Source material ->
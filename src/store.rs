//! Global Application State Store
//!
//! Uses Leptos reactive_stores for fine-grained reactivity.

use leptos::prelude::*;
use org_chart_core::{project, CanvasView, ChartDesigner, DefaultPresenter, LoadFilter, LoadedItem};
use reactive_stores::Store;

use crate::models::{DesignerSettings, DomainKind};

/// Global application state with field-level reactivity
#[derive(Clone, Debug, Default, Store)]
pub struct ChartState {
    /// Canvas model: graph, selection, menu and save tracking
    pub designer: ChartDesigner,
    /// Subtree/search scope of the current load
    pub filter: LoadFilter,
    pub domain: DomainKind,
    /// Host settings have arrived; loads wait for them
    pub ready: bool,
}

/// Type alias for the store
pub type ChartStore = Store<ChartState>;

/// Get the chart store from context
pub fn use_chart_store() -> ChartStore {
    expect_context::<ChartStore>()
}

// ========================
// Store Helper Functions
// ========================

/// Start a designer for the host's settings
pub fn store_apply_settings(store: &ChartStore, settings: DesignerSettings) {
    *store.designer().write() = ChartDesigner::new(settings.config, settings.capabilities);
    *store.domain().write() = settings.domain;
    *store.ready().write() = true;
}

/// Merge a fresh backend load into the canvas
pub fn store_sync(store: &ChartStore, loaded: Vec<LoadedItem>) -> bool {
    store.designer().write().sync_from_backend(loaded)
}

/// Projection of the whole designer for rendering
pub fn store_project(store: &ChartStore) -> CanvasView {
    let presenter = DefaultPresenter::new(store.domain().get().labels());
    store.designer().with(|designer| project(designer, &presenter))
}
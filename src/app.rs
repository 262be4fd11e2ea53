//! Org Chart Designer App
//!
//! Toolbar above the canvas, properties panel on the right.

use leptos::prelude::*;
use leptos::task::spawn_local;
use org_chart_core::{HierarchyBackend, Key};
use wasm_bindgen::prelude::*;
use wasm_bindgen::JsCast;

use crate::commands::{self, TauriBackend};
use crate::components::{ChartCanvas, ChartToolbar, NoticeBar, PropertiesPanel};
use crate::context::AppContext;
use crate::store::{store_apply_settings, store_project, store_sync, ChartState, ChartStateStoreFields, ChartStore};

#[component]
pub fn App() -> impl IntoView {
    let store: ChartStore = reactive_stores::Store::new(ChartState::default());
    provide_context(store);

    let (reload_trigger, set_reload_trigger) = signal(0u32);
    let (notice, set_notice) = signal(None);
    let ctx = AppContext::new((reload_trigger, set_reload_trigger), (notice, set_notice));
    provide_context(ctx);

    // Host settings decide capabilities, geometry and wording
    spawn_local(async move {
        let settings = match commands::get_designer_settings().await {
            Ok(settings) => settings,
            Err(err) => {
                web_sys::console::warn_1(&format!("[APP] Using read-only defaults: {}", err).into());
                Default::default()
            }
        };
        store_apply_settings(&store, settings);
    });

    // Load hierarchy when settings, filter or trigger change
    Effect::new(move |_| {
        let trigger = reload_trigger.get();
        if !store.ready().get() {
            return;
        }
        let filter = store.filter().get();
        web_sys::console::log_1(&format!("[APP] Loading hierarchy {:?}, trigger={}", filter, trigger).into());
        spawn_local(async move {
            match TauriBackend.load(&filter).await {
                Ok(loaded) => {
                    let count = loaded.len();
                    if store_sync(&store, loaded) {
                        web_sys::console::log_1(&format!("[APP] Synced {} items", count).into());
                    }
                }
                Err(err) => ctx.error(format!("Could not load hierarchy: {}", err)),
            }
        });
    });

    // Escape closes the menu, then leaves fullscreen
    let on_keydown = Closure::<dyn FnMut(web_sys::KeyboardEvent)>::new(move |ev: web_sys::KeyboardEvent| {
        let key = if ev.key() == "Escape" { Key::Escape } else { Key::Other };
        if key == Key::Escape && store.designer().write().handle_key(key) {
            ev.prevent_default();
        }
    });
    if let Some(doc) = web_sys::window().and_then(|win| win.document()) {
        let _ = doc.add_event_listener_with_callback("keydown", on_keydown.as_ref().unchecked_ref());
    }
    on_keydown.forget();

    let canvas = Memo::new(move |_| store_project(&store));

    let layout_class = move || {
        if canvas.with(|view| view.toolbar.fullscreen) {
            "app-layout fullscreen"
        } else {
            "app-layout"
        }
    };

    view! {
        <div class=layout_class>
            <ChartToolbar canvas=canvas />
            <NoticeBar />
            <div class="designer-body">
                <ChartCanvas canvas=canvas />
                <PropertiesPanel canvas=canvas />
            </div>
        </div>
    }
}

The problem -> Could you output all of the records above exactly as given?

Your solution ->
filename src/store.rs
//! Global Application State Store
//!
//! Uses Leptos reactive_stores for fine-grained reactivity.

use leptos::prelude::*;
use org_chart_core::{project, CanvasView, ChartDesigner, DefaultPresenter, LoadFilter, LoadedItem};
use reactive_stores::Store;

use crate::models::{DesignerSettings, DomainKind};

/// Global application state with field-level reactivity
#[derive(Clone, Debug, Default, Store)]
pub struct ChartState {
    /// Canvas model: graph, selection, menu and save tracking
    pub designer: ChartDesigner,
    /// Subtree/search scope of the current load
    pub filter: LoadFilter,
    pub domain: DomainKind,
    /// Host settings have arrived; loads wait for them
    pub ready: bool,
}

/// Type alias for the store
pub type ChartStore = Store<ChartState>;

/// Get the chart store from context
pub fn use_chart_store() -> ChartStore {
    expect_context::<ChartStore>()
}

// ========================
// Store Helper Functions
// ========================

/// Start a designer for the host's settings
pub fn store_apply_settings(store: &ChartStore, settings: DesignerSettings) {
    *store.designer().write() = ChartDesigner::new(settings.config, settings.capabilities);
    *store.domain().write() = settings.domain;
    *store.ready().write() = true;
}

/// Merge a fresh backend load into the canvas
pub fn store_sync(store: &ChartStore, loaded: Vec<LoadedItem>) -> bool {
    store.designer().write().sync_from_backend(loaded)
}

/// Projection of the whole designer for rendering
pub fn store_project(store: &ChartStore) -> CanvasView {
    let presenter = DefaultPresenter::new(store.domain().get().labels());
    store.designer().with(|designer| project(designer, &presenter))
}
filename src/app.rs
repository 262be4fd11e2ea53
//! Org Chart Designer App
//!
//! Toolbar above the canvas, properties panel on the right.

use leptos::prelude::*;
use leptos::task::spawn_local;
use org_chart_core::{HierarchyBackend, Key};
use wasm_bindgen::prelude::*;
use wasm_bindgen::JsCast;

use crate::commands::{self, TauriBackend};
use crate::components::{ChartCanvas, ChartToolbar, NoticeBar, PropertiesPanel};
use crate::context::AppContext;
use crate::store::{store_apply_settings, store_project, store_sync, ChartState, ChartStateStoreFields, ChartStore};

#[component]
pub fn App() -> impl IntoView {
    let store: ChartStore = reactive_stores::Store::new(ChartState::default());
    provide_context(store);

    let (reload_trigger, set_reload_trigger) = signal(0u32);
    let (notice, set_notice) = signal(None);
    let ctx = AppContext::new((reload_trigger, set_reload_trigger), (notice, set_notice));
    provide_context(ctx);

    // Host settings decide capabilities, geometry and wording
    spawn_local(async move {
        let settings = match commands::get_designer_settings().await {
            Ok(settings) => settings,
            Err(err) => {
                web_sys::console::warn_1(&format!("[APP] Using read-only defaults: {}", err).into());
                Default::default()
            }
        };
        store_apply_settings(&store, settings);
    });

    // Load hierarchy when settings, filter or trigger change
    Effect::new(move |_| {
        let trigger = reload_trigger.get();
        if !store.ready().get() {
            return;
        }
        let filter = store.filter().get();
        web_sys::console::log_1(&format!("[APP] Loading hierarchy {:?}, trigger={}", filter, trigger).into());
        spawn_local(async move {
            match TauriBackend.load(&filter).await {
                Ok(loaded) => {
                    let count = loaded.len();
                    if store_sync(&store, loaded) {
                        web_sys::console::log_1(&format!("[APP] Synced {} items", count).into());
                    }
                }
                Err(err) => ctx.error(format!("Could not load hierarchy: {}", err)),
            }
        });
    });

    // Escape closes the menu, then leaves fullscreen
    let on_keydown = Closure::<dyn FnMut(web_sys::KeyboardEvent)>::new(move |ev: web_sys::KeyboardEvent| {
        let key = if ev.key() == "Escape" { Key::Escape } else { Key::Other };
        if key == Key::Escape && store.designer().write().handle_key(key) {
            ev.prevent_default();
        }
    });
    if let Some(doc) = web_sys::window().and_then(|win| win.document()) {
        let _ = doc.add_event_listener_with_callback("keydown", on_keydown.as_ref().unchecked_ref());
    }
    on_keydown.forget();

    let canvas = Memo::new(move |_| store_project(&store));

    let layout_class = move || {
        if canvas.with(|view| view.toolbar.fullscreen) {
            "app-layout fullscreen"
        } else {
            "app-layout"
        }
    };

    view! {
        <div class=layout_class>
            <ChartToolbar canvas=canvas />
            <NoticeBar />
            <div class="designer-body">
                <ChartCanvas canvas=canvas />
                <PropertiesPanel canvas=canvas />
            </div>
        </div>
    }
}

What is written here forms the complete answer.